Еще одним основополагающим признаком публицистического текста является его имманентная направленность на значительное изменение сознания адресата и на определенные действия адресата. Другими словами, в самом предназначении публицистического текста скрыта огромная иллокутивная сила. Часто она эффективно проявляется и приносит ощутимые эффекты.
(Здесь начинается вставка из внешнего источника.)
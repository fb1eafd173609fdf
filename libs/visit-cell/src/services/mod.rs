pub mod lifecycle;
pub mod qr;
pub mod token;
pub mod visits;
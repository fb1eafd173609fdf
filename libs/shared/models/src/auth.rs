use chrono::{DateTime, Utc};
use serde::{Deserialize, Serialize};

#[derive(Debug, Serialize, Deserialize)]
pub struct JwtClaims {
    pub sub: String,
    pub exp: Option<u64>,
    pub email: Option<String>,
    pub role: Option<String>,
    pub app_metadata: Option<serde_json::Value>,
    pub user_metadata: Option<serde_json::Value>,
    pub aud: Option<String>,
    pub iat: Option<u64>,
}

#[derive(Debug, Clone, Serialize, Deserialize)]
pub struct User {
    pub id: String,
    pub email: Option<String>,
    pub role: Option<String>,
    pub metadata: Option<serde_json::Value>,
    pub created_at: Option<DateTime<Utc>>,
}

impl User {
    pub fn is_admin(&self) -> bool {
        matches!(self.role.as_deref(), Some("admin") | Some("staff"))
    }
}
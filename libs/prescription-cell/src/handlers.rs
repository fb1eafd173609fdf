use std::sync::Arc;

use axum::{
    extract::{Extension, Path, State},
    Json,
};
use axum_extra::TypedHeader;
use headers::{authorization::Bearer, Authorization};
use serde_json::{json, Value};
use tracing::info;

use realtime_cell::{ChangeEvent, ChangeFeed, ChangeKind};
use shared_config::AppConfig;
use shared_models::auth::User;
use shared_models::error::AppError;

use crate::models::CreatePrescriptionRequest;
use crate::services::prescription::PrescriptionService;

#[axum::debug_handler]
pub async fn create_prescription(
    State(config): State<Arc<AppConfig>>,
    TypedHeader(auth): TypedHeader<Authorization<Bearer>>,
    Extension(user): Extension<User>,
    Extension(feed): Extension<Arc<ChangeFeed>>,
    Json(request): Json<CreatePrescriptionRequest>,
) -> Result<Json<Value>, AppError> {
    info!(
        "Prescription for visit {} issued by staff {}",
        request.visit_id, user.id
    );

    let service = PrescriptionService::new(&config);

    let prescription = service
        .create_prescription(request, auth.token())
        .await
        .map_err(AppError::from)?;

    feed.publish(
        ChangeEvent::new("prescriptions", ChangeKind::Insert)
            .with_record_id(prescription.id.to_string()),
    );

    Ok(Json(json!(prescription)))
}

/// Patient download lookup by booking uid.
#[axum::debug_handler]
pub async fn get_prescription_by_visit_uid(
    State(config): State<Arc<AppConfig>>,
    Path(uid): Path<String>,
) -> Result<Json<Value>, AppError> {
    let service = PrescriptionService::new(&config);

    let prescription = service
        .get_by_visit_uid(&uid)
        .await
        .map_err(AppError::from)?;

    Ok(Json(json!(prescription)))
}
pub mod handlers;
pub mod models;
pub mod router;
pub mod services;

pub use models::*;
pub use router::{create_admin_prescription_router, create_prescription_router};
pub use services::prescription::PrescriptionService;
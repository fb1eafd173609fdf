use std::sync::Arc;

use chrono::{NaiveDate, Utc};
use reqwest::Method;
use serde_json::{json, Value};
use tracing::{debug, info, warn};

use realtime_cell::{ChangeEvent, ChangeFeed, ChangeKind};
use settings_cell::services::settings::SettingsService;
use shared_config::AppConfig;
use shared_database::supabase::SupabaseClient;

use crate::models::{QueueSummary, SummaryError, VisitSnapshot};

pub struct QueueSummaryAggregator {
    supabase: SupabaseClient,
    settings: SettingsService,
}

impl QueueSummaryAggregator {
    pub fn new(config: &AppConfig) -> Self {
        Self {
            supabase: SupabaseClient::new(config),
            settings: SettingsService::new(config),
        }
    }

    /// Derive the summary for a date from its visit snapshots. Pure: two
    /// runs over the same rows produce the same summary (modulo
    /// `updated_at`), so recomputation is safe to retry or debounce.
    pub fn compute_summary(
        date: NaiveDate,
        visits: &[VisitSnapshot],
        average_consultation_minutes: i32,
    ) -> QueueSummary {
        let total_appointments = visits.len() as i32;
        let total_waiting = visits
            .iter()
            .filter(|v| v.visit_status == "upcoming" || v.visit_status == "arrived")
            .count() as i32;
        let total_completed = visits
            .iter()
            .filter(|v| v.visit_status == "completed")
            .count() as i32;
        let total_cancelled = visits
            .iter()
            .filter(|v| v.visit_status == "cancelled" || v.visit_status == "no_show")
            .count() as i32;
        let current_token = visits
            .iter()
            .find(|v| v.visit_status == "in_consultation")
            .map(|v| v.token_number);
        let total_revenue = visits
            .iter()
            .filter(|v| v.payment_status == "paid")
            .map(|v| v.payment_amount)
            .sum();

        QueueSummary {
            id: None,
            summary_date: date,
            total_appointments,
            total_waiting,
            total_completed,
            total_cancelled,
            current_token,
            estimated_wait_time: total_waiting * average_consultation_minutes,
            total_revenue,
            updated_at: Utc::now(),
        }
    }

    /// Recompute the summary row for a date from a fresh read of its
    /// visits and upsert it keyed by `summary_date`.
    pub async fn recompute(
        &self,
        date: NaiveDate,
        auth_token: Option<&str>,
    ) -> Result<QueueSummary, SummaryError> {
        debug!("Recomputing queue summary for {}", date);

        let path = format!(
            "/rest/v1/visits?visit_date=eq.{}&select=token_number,visit_status,payment_status,payment_amount",
            date
        );
        let visits: Vec<VisitSnapshot> = self
            .supabase
            .request(Method::GET, &path, auth_token, None)
            .await
            .map_err(|e| SummaryError::DatabaseError(e.to_string()))?;

        let average_minutes = match self.settings.get_settings(auth_token).await {
            Ok(settings) => settings.average_consultation_time,
            Err(e) => {
                warn!("Settings unavailable for aggregation, using default: {}", e);
                15
            }
        };

        let summary = Self::compute_summary(date, &visits, average_minutes);

        let row = json!({
            "summary_date": summary.summary_date,
            "total_appointments": summary.total_appointments,
            "total_waiting": summary.total_waiting,
            "total_completed": summary.total_completed,
            "total_cancelled": summary.total_cancelled,
            "current_token": summary.current_token,
            "estimated_wait_time": summary.estimated_wait_time,
            "total_revenue": summary.total_revenue,
            "updated_at": summary.updated_at.to_rfc3339(),
        });

        let stored = self
            .supabase
            .upsert("queue_summary", "summary_date", auth_token, row)
            .await
            .map_err(|e| SummaryError::DatabaseError(e.to_string()))?;

        let summary = stored
            .first()
            .cloned()
            .map(serde_json::from_value)
            .transpose()
            .map_err(|e| SummaryError::DatabaseError(format!("Failed to parse summary: {}", e)))?
            .unwrap_or(summary);

        info!(
            "Queue summary for {}: {} booked, {} waiting, current token {:?}",
            date, summary.total_appointments, summary.total_waiting, summary.current_token
        );

        Ok(summary)
    }

    /// Fetch the stored summary for a date, recomputing when the row is
    /// missing (first read of the day).
    pub async fn get_summary(
        &self,
        date: NaiveDate,
        auth_token: Option<&str>,
    ) -> Result<QueueSummary, SummaryError> {
        let path = format!("/rest/v1/queue_summary?summary_date=eq.{}&limit=1", date);
        let result: Vec<Value> = self
            .supabase
            .request(Method::GET, &path, auth_token, None)
            .await
            .map_err(|e| SummaryError::DatabaseError(e.to_string()))?;

        match result.into_iter().next() {
            Some(row) => serde_json::from_value(row)
                .map_err(|e| SummaryError::DatabaseError(format!("Failed to parse summary: {}", e))),
            None => self.recompute(date, auth_token).await,
        }
    }

    /// Fire-and-forget recompute after a visit mutation. The summary is a
    /// derived cache: failure here is logged and never reaches the caller.
    pub fn refresh_best_effort(config: Arc<AppConfig>, feed: Arc<ChangeFeed>, date: NaiveDate) {
        tokio::spawn(async move {
            let aggregator = QueueSummaryAggregator::new(&config);
            match aggregator.recompute(date, None).await {
                Ok(summary) => {
                    feed.publish(
                        ChangeEvent::new("queue_summary", ChangeKind::Update).with_date(date),
                    );
                    debug!(
                        "Queue summary refreshed for {} ({} waiting)",
                        date, summary.total_waiting
                    );
                }
                Err(e) => {
                    warn!("Queue summary refresh failed for {}: {}", date, e);
                }
            }
        });
    }
}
Достаточно вспомнить, какое огромное значение имели пресса и устная публицистическая речь для изменения патриотических настроений в русском обществе в революционные 1916—1917 гг., приведшие к глобальным общественным изменениям в России, или то, как от одной газетной публикации или телевизионной передачи в России 1990-х гг. рушились казавшиеся прочными экономические структуры, например, «лопались» банки.

Авторской интенции убеждения и ее реализации в публицистическом тексте (языке СМИ)

только в 2000-е гг. посвящено огромное количество работ лингвистов, культурологов и специалистов по журналистике (см., например, библиографию к диссертации [Клушина 2008а]). Авторская интенция убеждения оказывается неэффективной при реализации только грубыми приемами, например, чрезмерной насыщенностью прямыми императивами («Вся власть Советам!»; «Голосуй, а то проиграешь!»). Хотя и эти примеры — часть модуса, в данном случае императивного модуса, в терминах Т. В. Шмелевой. Кроме императивного модуса, в создании воздействующих эффектов могут и принимают участие все виды модуса, одни из самых активных — оценочный и актуализационный.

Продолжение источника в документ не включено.